Boston GP 230 review
The drive for power efficiency is bringing up some innovative solutions, and Boston’s latest GP 230 looks to hit the mark squarely since this is one of the first Intel Atom-based servers to market. It targets the three key areas of power consumption, noise levels and cost, and in this exclusive look we see whether it achieves these aims.
The system on review came equipped with a single core 1.6GHz Atom 230. It may seem an odd thing to do, as Intel has aimed this particular Atom primarily at what it calls the MID (mobile internet device) market. However, one feature that Boston is playing on is its incredibly low TDP of 4W and mere 30mW idle power consumption.
Performance isn’t going to be this server’s strong point, and in our tests we confirmed that the Atom 230 performed similarly to a Celeron-based Eee PC. It faired reasonably well in individual tests but multitasking isn’t a strong point, with it falling down badly in our multi-app tests.

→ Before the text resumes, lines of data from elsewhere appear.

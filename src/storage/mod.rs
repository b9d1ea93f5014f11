//! Content-addressed storage backend boundary.
//!
//! The pipeline is a client of a narrow "store this artifact, return a
//! content identifier" capability. The backend trait mirrors the steps the
//! upload orchestrator drives; see [`uploader`] for the state machine.

pub mod storacha;
pub mod uploader;

pub use storacha::StorachaClient;
pub use uploader::{upload_artifact, UploadResult};

use crate::Result;
use async_trait::async_trait;
use serde::Deserialize;
use std::fmt;

/// Public gateway used to derive a browsable reference from a CID.
pub const GATEWAY_PREFIX: &str = "https://w3s.link/ipfs/";

/// The strictly sequential steps of an upload. A failure at any step aborts
/// the remaining ones and is reported with the step that failed.
#[derive(Debug, Clone, Copy, PartialEq, Eq)]
pub enum UploadStep {
    Connect,
    Authenticate,
    SelectSpace,
    ReadArtifact,
    Store,
    DeriveUrl,
}

impl fmt::Display for UploadStep {
    fn fmt(&self, f: &mut fmt::Formatter<'_>) -> fmt::Result {
        let name = match self {
            UploadStep::Connect => "connection",
            UploadStep::Authenticate => "authentication",
            UploadStep::SelectSpace => "space selection",
            UploadStep::ReadArtifact => "artifact read",
            UploadStep::Store => "store",
            UploadStep::DeriveUrl => "gateway reference",
        };
        f.write_str(name)
    }
}

/// An authenticated principal on the storage service.
#[derive(Debug, Clone, PartialEq, Eq, Deserialize)]
pub struct Principal {
    pub did: String,
}

/// A logical storage namespace ("space") uploads are scoped to.
#[derive(Debug, Clone, PartialEq, Eq, Deserialize)]
pub struct Space {
    pub did: String,
    #[serde(default)]
    pub name: Option<String>,
}

impl Space {
    /// Display label: the name if set, otherwise a shortened DID.
    pub fn label(&self) -> String {
        match &self.name {
            Some(name) => name.clone(),
            None => {
                if self.did.chars().count() > 16 {
                    let prefix: String = self.did.chars().take(16).collect();
                    format!("{prefix}...")
                } else {
                    self.did.clone()
                }
            }
        }
    }
}

/// Storage service capability consumed by the upload orchestrator.
///
/// "No spaces yet" is a normal condition, not an error: `list_spaces`
/// returns an empty vec and the orchestrator creates one.
#[async_trait]
pub trait StorageBackend: Send + Sync {
    type Handle: Send + Sync;

    /// Establish a client session with the storage service.
    async fn connect(&self) -> Result<Self::Handle>;

    /// Resolve the authenticated account.
    async fn authenticate(&self, handle: &Self::Handle) -> Result<Principal>;

    async fn list_spaces(&self, handle: &Self::Handle) -> Result<Vec<Space>>;

    async fn create_space(
        &self,
        handle: &Self::Handle,
        name: &str,
        owner: &Principal,
    ) -> Result<Space>;

    /// Store the bytes under the given space, tagged with a MIME type.
    /// Returns the content identifier of the stored artifact.
    async fn store(
        &self,
        handle: &Self::Handle,
        space: &Space,
        bytes: Vec<u8>,
        content_type: &str,
    ) -> Result<String>;
}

Fortunately, Boston is well aware of the performance shortfalls and is aiming the GP 230 at those that want a low-power, highly cost-efficient server that can handle basic apps such as BlackBerry, print, FTP or media services.
The GP 230 is delivered in Supermicro’s 1U passive rack chassis and, at less than 27cm in depth, you could mount two back to back in the same rack slot. Internally, the X7SLA-L motherboard is a compact affair with the Atom 230 mounted by a small active heatsink.
Power is handled by a 200W high efficiency, low noise output supply situated to the right of the chassis, and on the opposite side is a small fixed bay that accepts two 2.5in SFF hard disks, with both slots occupied by 160GB WD Scorpio Blue SATA drives.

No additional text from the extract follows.